One electronic database (PubMed) was monitored prospectively for inappropriate chiropractic terminology, via monthly PubMed searches, during a 12 month period (June 2003 to May 2004). Once relevant papers were located, they were reviewed.

If the qualifications and/or profession of the care provider/s were not apparent, an attempt was made to confirm them via direct e-mail communication with the principal researcher of each respective paper. A letter was then sent to the editor of each involved journal.


RESULTS

A total of twenty four different cases of inappropriate chiropractic terminology, spread across six separate publications, were located via the monthly PubMed searches. All twenty four cases took place in one of two European countries. The six publications consisted of four case reports, each containing one patient, one case series, involving twenty relevant cases, and a secondary report that pertained to one of the four case reports.

In each of the six publications the authors suggest the care provider was a chiropractor and that each patient received chiropractic manipulation of the cervical spine prior to developing symptoms suggestive of traumatic injury. Regarding two of the four case reports contact with the principal researcher revealed that the care provider was not a chiropractor, as defined by the World Federation of Chiropractic.

The authors of the other two case reports did not respond to my communications. Regarding the case series, which involved twenty relevant cases, the principal researcher conceded that the term chiropractor had been inappropriately used and that his case series did not relate to chiropractors who had undergone appropriate formal training.

The author of the secondary report, a British Medical Journal editor, conceded that he had misused the title chiropractor. Letters to editors were accepted and published by all four journals to which they were sent. To date one of the four journals has published a correction.


CONCLUSIONS

The results of this year-long prospective review of inappropriate chiropractic terminology suggests that the words chiropractor and chiropractic manipulation are often used inappropriately by European biomedical researchers when reporting apparent associations between cervical spine manipulation and symptoms suggestive of traumatic injury.

Furthermore, in those cases reported here, the spurious use of terminology seems to have passed through the peer-review process without correction.

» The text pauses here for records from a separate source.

// Copyright 2026 Dropbox (created by Andrew Yates <ayates@dropbox.com>)

use thiserror::Error;

/// Error types for Lattice runtime operations
#[non_exhaustive]
#[derive(Debug, Error)]
pub enum Error {
    /// Module model construction failed (invalid metadata, duplicate
    /// identifiers, ambiguous annotations). Fatal at construction time.
    #[error("Configuration error: {0}")]
    Configuration(String),

    /// A publication store create/update/delete failed
    #[error("Storage error: {0}")]
    Storage(String),

    /// An in-process event listener returned an error. The publication
    /// stays incomplete and is retried by the supervisor.
    #[error("Listener error: {0}")]
    Listener(String),

    /// An external send completed exceptionally. Treated like a listener
    /// failure: the publication stays incomplete.
    #[error("Transport error: {0}")]
    Transport(String),

    /// The distributed resubmission lock could not be acquired in time
    #[error("Lock unavailable: {0}")]
    LockUnavailable(String),

    /// A routing expression failed to evaluate or produced no value
    #[error("Expression error: {0}")]
    Expression(String),

    /// Event serialization/deserialization error
    #[error("Serialization error: {0}")]
    Serialization(String),

    /// JSON error
    #[error("JSON error: {0}")]
    Json(#[from] serde_json::Error),

    /// Invalid value for an identifier or routing target
    #[error("Invalid value: {0}")]
    InvalidValue(String),

    /// The requested publication does not exist in the store
    #[error("Unknown publication: {0}")]
    UnknownPublication(String),
}

/// Result type for Lattice runtime operations
pub type Result<T> = std::result::Result<T, Error>;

Additionally, these findings provide further preliminary evidence, beyond that already provided by Terrett, that the inappropriate use of the title chiropractor and term chiropractic manipulation may be a significant source of over-reporting of the link between the care provided by chiropractors and injury.

Finally, editors of peer-reviewed journals were amenable to publishing letters to editors, and to a lesser extent corrections, when authors had inappropriately used the title chiropractor and/or term chiropractic manipulation.


LINKS


Physical Therapists providing a Chiropractic adjustment?

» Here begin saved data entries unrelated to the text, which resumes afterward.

// Copyright 2026 Dropbox (created by Andrew Yates <ayates@dropbox.com>)

//! Type and package index
//!
//! One-shot ingestion of compiled-artifact metadata into an immutable
//! in-memory catalog. A [`TypeProvider`] supplies [`TypeDescriptor`]s;
//! the [`TypeCatalog`] computes the package tree, reverse indexes, and
//! annotation lookups that the module model consumes by reference.
//!
//! Generated artifacts (proxy classes matching `*$$*Proxy*`, names
//! containing `__`) are filtered out so ahead-of-time stubs never show up
//! as module members.

use crate::error::{Error, Result};
use serde::{Deserialize, Serialize};
use std::collections::{BTreeMap, HashMap};

/// Package separator in fully qualified type names.
pub const PACKAGE_SEPARATOR: char = '.';

/// Where a type reference was observed in the referencing type.
#[derive(Debug, Clone, Copy, PartialEq, Eq, Serialize, Deserialize)]
pub enum ReferenceKind {
    /// Plain type use (signature, local, extends).
    TypeUse,
    /// Constructor or setter injection of a managed component.
    ComponentInjection,
    /// Field injection into a managed component. Flagged by the verifier.
    FieldInjection,
    /// Parameter of an event listener method.
    EventListener,
    /// Reference to a typed configuration record.
    ConfigurationProperties,
}

/// A reference from one type to another.
#[derive(Debug, Clone, PartialEq, Eq, Serialize, Deserialize)]
pub struct TypeReference {
    /// Fully qualified name of the referenced type.
    pub target: String,
    /// How the reference was made.
    pub kind: ReferenceKind,
    /// Whether the reference sits on the public surface (public
    /// constructors, public method parameters and return types).
    pub public_surface: bool,
    /// Member carrying the reference, for diagnostics (field or method
    /// name).
    #[serde(skip_serializing_if = "Option::is_none")]
    pub member: Option<String>,
}

impl TypeReference {
    /// A plain public-surface type use.
    pub fn type_use(target: impl Into<String>) -> Self {
        Self {
            target: target.into(),
            kind: ReferenceKind::TypeUse,
            public_surface: true,
            member: None,
        }
    }

    /// Sets the reference kind.
    pub fn with_kind(mut self, kind: ReferenceKind) -> Self {
        self.kind = kind;
        self
    }

    /// Marks the reference as not part of the public surface.
    pub fn non_public(mut self) -> Self {
        self.public_surface = false;
        self
    }

    /// Names the member carrying the reference.
    pub fn on_member(mut self, member: impl Into<String>) -> Self {
        self.member = Some(member.into());
        self
    }
}

/// A marker annotation with optional parameters.
#[derive(Debug, Clone, PartialEq, Eq, Serialize, Deserialize)]
pub struct Annotation {
    /// Simple annotation name, e.g. `Module` or `NamedInterface`.
    pub name: String,
    /// Parameter map; the conventional single value uses the key `value`.
    #[serde(default)]
    pub params: BTreeMap<String, String>,
}

impl Annotation {
    /// Creates a parameterless annotation.
    pub fn new(name: impl Into<String>) -> Self {
        Self {
            name: name.into(),
            params: BTreeMap::new(),
        }
    }

    /// Adds a parameter.
    pub fn with_param(mut self, key: impl Into<String>, value: impl Into<String>) -> Self {
        self.params.insert(key.into(), value.into());
        self
    }

    /// The conventional `value` parameter.
    pub fn value(&self) -> Option<&str> {
        self.param("value")
    }

    /// Looks up a parameter by name.
    pub fn param(&self, key: &str) -> Option<&str> {
        self.params.get(key).map(String::as_str)
    }
}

Many insurance companies now only pay for physical therapists to provide a chiropractic adjustment; that's in the face of powerful research proving that inclusion of DCs to perform their own technique would save them a good deal of money. One has to conclude that political medicine has gone off on another tack to contain our profession.



It's being successful with some doctors of chiropractic quitting. Others become involved in some dodgy practices, like demanding that patients sign up for a whole year of treatment in advance, in order to stay in business.

In recessionary times, the going is tough when the insurance won't pay.

Is the day approaching for a new Wilk versus the AMA and the insurance companies?

The chiropractic profession has tried hard to stay on the moral high ground; those who stoop to unscrupulous practices need to be exposed and disciplined if we are not to stoop to the low blows that medicine has often resorted to contain and eliminate us.